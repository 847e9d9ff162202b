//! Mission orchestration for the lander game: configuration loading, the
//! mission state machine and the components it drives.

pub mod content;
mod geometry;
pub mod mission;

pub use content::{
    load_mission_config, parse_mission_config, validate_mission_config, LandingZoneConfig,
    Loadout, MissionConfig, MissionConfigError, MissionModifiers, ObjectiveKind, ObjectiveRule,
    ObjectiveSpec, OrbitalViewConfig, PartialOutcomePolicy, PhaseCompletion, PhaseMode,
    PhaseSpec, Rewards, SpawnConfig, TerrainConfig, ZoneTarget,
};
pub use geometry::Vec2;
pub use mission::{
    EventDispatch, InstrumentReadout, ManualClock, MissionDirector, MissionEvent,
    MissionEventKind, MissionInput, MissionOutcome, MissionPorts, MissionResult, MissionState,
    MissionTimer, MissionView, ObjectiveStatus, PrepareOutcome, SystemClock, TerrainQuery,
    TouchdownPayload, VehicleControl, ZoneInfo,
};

....

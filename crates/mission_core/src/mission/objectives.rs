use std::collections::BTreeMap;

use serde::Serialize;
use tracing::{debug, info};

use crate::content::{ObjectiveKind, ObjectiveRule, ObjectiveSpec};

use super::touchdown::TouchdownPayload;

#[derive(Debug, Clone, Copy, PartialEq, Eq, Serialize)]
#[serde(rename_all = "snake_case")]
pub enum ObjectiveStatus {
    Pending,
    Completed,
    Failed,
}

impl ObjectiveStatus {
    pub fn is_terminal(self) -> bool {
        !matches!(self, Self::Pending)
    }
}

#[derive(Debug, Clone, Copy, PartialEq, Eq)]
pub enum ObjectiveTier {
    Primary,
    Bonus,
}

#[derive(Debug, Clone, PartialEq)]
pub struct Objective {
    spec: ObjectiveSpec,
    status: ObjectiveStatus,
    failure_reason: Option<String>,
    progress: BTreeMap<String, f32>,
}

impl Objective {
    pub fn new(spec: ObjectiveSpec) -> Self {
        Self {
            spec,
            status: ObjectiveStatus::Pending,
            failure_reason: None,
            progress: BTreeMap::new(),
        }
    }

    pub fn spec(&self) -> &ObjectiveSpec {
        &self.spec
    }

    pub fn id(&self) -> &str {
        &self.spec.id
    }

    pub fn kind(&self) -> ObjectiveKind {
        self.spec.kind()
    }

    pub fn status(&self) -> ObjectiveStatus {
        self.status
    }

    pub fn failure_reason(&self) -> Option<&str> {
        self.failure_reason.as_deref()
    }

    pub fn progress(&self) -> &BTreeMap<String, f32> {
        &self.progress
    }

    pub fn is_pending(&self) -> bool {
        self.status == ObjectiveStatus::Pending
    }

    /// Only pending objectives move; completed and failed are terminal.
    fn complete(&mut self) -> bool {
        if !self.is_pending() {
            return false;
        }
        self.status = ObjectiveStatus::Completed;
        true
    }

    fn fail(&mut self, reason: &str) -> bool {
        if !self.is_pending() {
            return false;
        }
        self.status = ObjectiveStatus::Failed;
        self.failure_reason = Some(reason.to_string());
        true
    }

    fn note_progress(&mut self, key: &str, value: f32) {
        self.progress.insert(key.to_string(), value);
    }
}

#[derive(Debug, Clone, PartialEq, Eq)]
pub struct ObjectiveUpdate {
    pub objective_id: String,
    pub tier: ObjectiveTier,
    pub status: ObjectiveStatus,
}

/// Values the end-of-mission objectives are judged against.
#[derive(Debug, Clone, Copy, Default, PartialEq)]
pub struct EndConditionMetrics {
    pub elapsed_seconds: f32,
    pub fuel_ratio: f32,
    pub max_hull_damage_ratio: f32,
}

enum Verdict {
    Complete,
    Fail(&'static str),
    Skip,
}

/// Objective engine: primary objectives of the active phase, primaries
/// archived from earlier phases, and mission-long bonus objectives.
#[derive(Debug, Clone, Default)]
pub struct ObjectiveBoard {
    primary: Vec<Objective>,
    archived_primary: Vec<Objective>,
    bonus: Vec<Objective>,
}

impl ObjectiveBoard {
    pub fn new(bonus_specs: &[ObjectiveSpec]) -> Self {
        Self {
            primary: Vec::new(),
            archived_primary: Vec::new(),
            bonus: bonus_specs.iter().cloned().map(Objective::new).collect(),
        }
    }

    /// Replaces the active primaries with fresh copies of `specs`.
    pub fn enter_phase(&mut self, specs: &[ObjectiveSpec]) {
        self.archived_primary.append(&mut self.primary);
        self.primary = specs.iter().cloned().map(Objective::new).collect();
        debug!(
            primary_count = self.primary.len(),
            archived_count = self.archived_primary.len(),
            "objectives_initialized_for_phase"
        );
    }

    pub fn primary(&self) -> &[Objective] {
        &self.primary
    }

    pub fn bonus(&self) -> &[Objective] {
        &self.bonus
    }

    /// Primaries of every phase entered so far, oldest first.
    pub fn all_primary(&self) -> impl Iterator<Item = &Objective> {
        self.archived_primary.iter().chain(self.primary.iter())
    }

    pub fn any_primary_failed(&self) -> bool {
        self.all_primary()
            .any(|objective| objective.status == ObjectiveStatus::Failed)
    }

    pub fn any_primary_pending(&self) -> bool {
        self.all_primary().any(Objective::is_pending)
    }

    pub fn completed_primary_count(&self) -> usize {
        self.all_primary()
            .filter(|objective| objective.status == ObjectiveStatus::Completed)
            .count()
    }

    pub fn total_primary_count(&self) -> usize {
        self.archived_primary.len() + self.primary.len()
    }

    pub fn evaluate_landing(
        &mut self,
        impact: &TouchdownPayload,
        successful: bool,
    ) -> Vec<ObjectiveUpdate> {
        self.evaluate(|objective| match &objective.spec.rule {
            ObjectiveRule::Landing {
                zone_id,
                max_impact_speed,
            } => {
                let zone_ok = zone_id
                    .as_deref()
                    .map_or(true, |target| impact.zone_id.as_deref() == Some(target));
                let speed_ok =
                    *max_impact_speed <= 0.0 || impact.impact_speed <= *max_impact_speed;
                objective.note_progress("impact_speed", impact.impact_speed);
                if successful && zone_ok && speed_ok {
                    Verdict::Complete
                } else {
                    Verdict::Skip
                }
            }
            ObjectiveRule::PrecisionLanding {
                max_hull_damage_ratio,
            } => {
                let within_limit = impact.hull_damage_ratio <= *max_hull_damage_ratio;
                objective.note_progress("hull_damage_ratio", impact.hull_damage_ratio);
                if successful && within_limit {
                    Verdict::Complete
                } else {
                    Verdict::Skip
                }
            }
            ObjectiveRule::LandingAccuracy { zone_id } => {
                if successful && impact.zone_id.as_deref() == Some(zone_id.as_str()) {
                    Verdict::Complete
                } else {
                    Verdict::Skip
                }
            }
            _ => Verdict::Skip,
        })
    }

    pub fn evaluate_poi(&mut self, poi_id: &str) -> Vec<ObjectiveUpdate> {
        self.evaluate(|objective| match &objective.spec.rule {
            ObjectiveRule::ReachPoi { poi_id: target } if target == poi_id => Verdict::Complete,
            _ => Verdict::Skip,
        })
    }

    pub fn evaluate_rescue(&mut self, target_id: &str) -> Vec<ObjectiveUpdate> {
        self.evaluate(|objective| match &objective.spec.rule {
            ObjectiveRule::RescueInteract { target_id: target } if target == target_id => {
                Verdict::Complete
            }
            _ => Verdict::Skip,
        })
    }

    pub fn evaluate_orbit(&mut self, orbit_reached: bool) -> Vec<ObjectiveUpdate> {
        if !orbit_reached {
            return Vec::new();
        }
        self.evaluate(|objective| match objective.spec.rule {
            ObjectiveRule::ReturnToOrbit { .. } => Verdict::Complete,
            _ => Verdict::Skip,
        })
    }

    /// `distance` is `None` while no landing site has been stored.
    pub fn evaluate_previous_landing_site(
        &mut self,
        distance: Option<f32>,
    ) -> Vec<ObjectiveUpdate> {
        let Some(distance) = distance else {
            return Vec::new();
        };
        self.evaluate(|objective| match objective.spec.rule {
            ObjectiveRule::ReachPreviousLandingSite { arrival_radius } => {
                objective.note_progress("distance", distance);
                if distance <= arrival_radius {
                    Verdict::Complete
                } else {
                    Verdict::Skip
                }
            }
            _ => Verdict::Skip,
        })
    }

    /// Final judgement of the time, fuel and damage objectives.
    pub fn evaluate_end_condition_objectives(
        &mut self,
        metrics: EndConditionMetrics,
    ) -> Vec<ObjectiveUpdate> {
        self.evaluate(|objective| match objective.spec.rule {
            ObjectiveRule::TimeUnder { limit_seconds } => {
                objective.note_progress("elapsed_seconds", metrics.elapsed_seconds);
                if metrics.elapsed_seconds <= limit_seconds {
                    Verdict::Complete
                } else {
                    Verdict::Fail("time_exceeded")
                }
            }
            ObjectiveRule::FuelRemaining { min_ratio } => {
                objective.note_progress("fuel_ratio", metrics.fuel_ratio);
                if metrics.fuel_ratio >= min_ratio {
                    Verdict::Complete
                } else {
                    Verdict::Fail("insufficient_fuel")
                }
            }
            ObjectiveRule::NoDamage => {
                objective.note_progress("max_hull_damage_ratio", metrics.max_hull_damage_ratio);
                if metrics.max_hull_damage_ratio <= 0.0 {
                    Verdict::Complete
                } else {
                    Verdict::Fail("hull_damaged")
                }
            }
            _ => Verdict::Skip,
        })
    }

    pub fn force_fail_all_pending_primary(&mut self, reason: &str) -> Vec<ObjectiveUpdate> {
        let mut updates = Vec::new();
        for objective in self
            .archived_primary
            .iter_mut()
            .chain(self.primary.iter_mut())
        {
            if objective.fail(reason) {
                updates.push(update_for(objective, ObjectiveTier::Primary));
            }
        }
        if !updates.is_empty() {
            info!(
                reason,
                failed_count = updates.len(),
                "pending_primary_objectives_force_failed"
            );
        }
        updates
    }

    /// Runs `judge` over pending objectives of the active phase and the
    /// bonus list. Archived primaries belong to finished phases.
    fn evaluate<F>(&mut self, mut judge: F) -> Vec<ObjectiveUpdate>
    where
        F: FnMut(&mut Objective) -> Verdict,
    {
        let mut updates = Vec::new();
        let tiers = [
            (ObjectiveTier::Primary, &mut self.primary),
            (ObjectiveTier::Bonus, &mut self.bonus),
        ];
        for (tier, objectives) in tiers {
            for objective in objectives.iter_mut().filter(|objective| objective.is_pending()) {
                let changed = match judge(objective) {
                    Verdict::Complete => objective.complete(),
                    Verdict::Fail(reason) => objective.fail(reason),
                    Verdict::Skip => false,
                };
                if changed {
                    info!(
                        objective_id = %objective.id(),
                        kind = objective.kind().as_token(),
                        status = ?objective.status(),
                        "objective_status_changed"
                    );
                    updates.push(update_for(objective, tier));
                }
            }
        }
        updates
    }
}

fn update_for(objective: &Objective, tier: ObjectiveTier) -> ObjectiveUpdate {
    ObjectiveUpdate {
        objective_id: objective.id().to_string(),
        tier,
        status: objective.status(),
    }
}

....

- What you will do -
Each line of the data that includes "distance" should be copied.

- Reply -
    /// `distance` is `None` while no landing site has been stored.
        distance: Option<f32>,
        let Some(distance) = distance else {
                objective.note_progress("distance", distance);
                if distance <= arrival_radius {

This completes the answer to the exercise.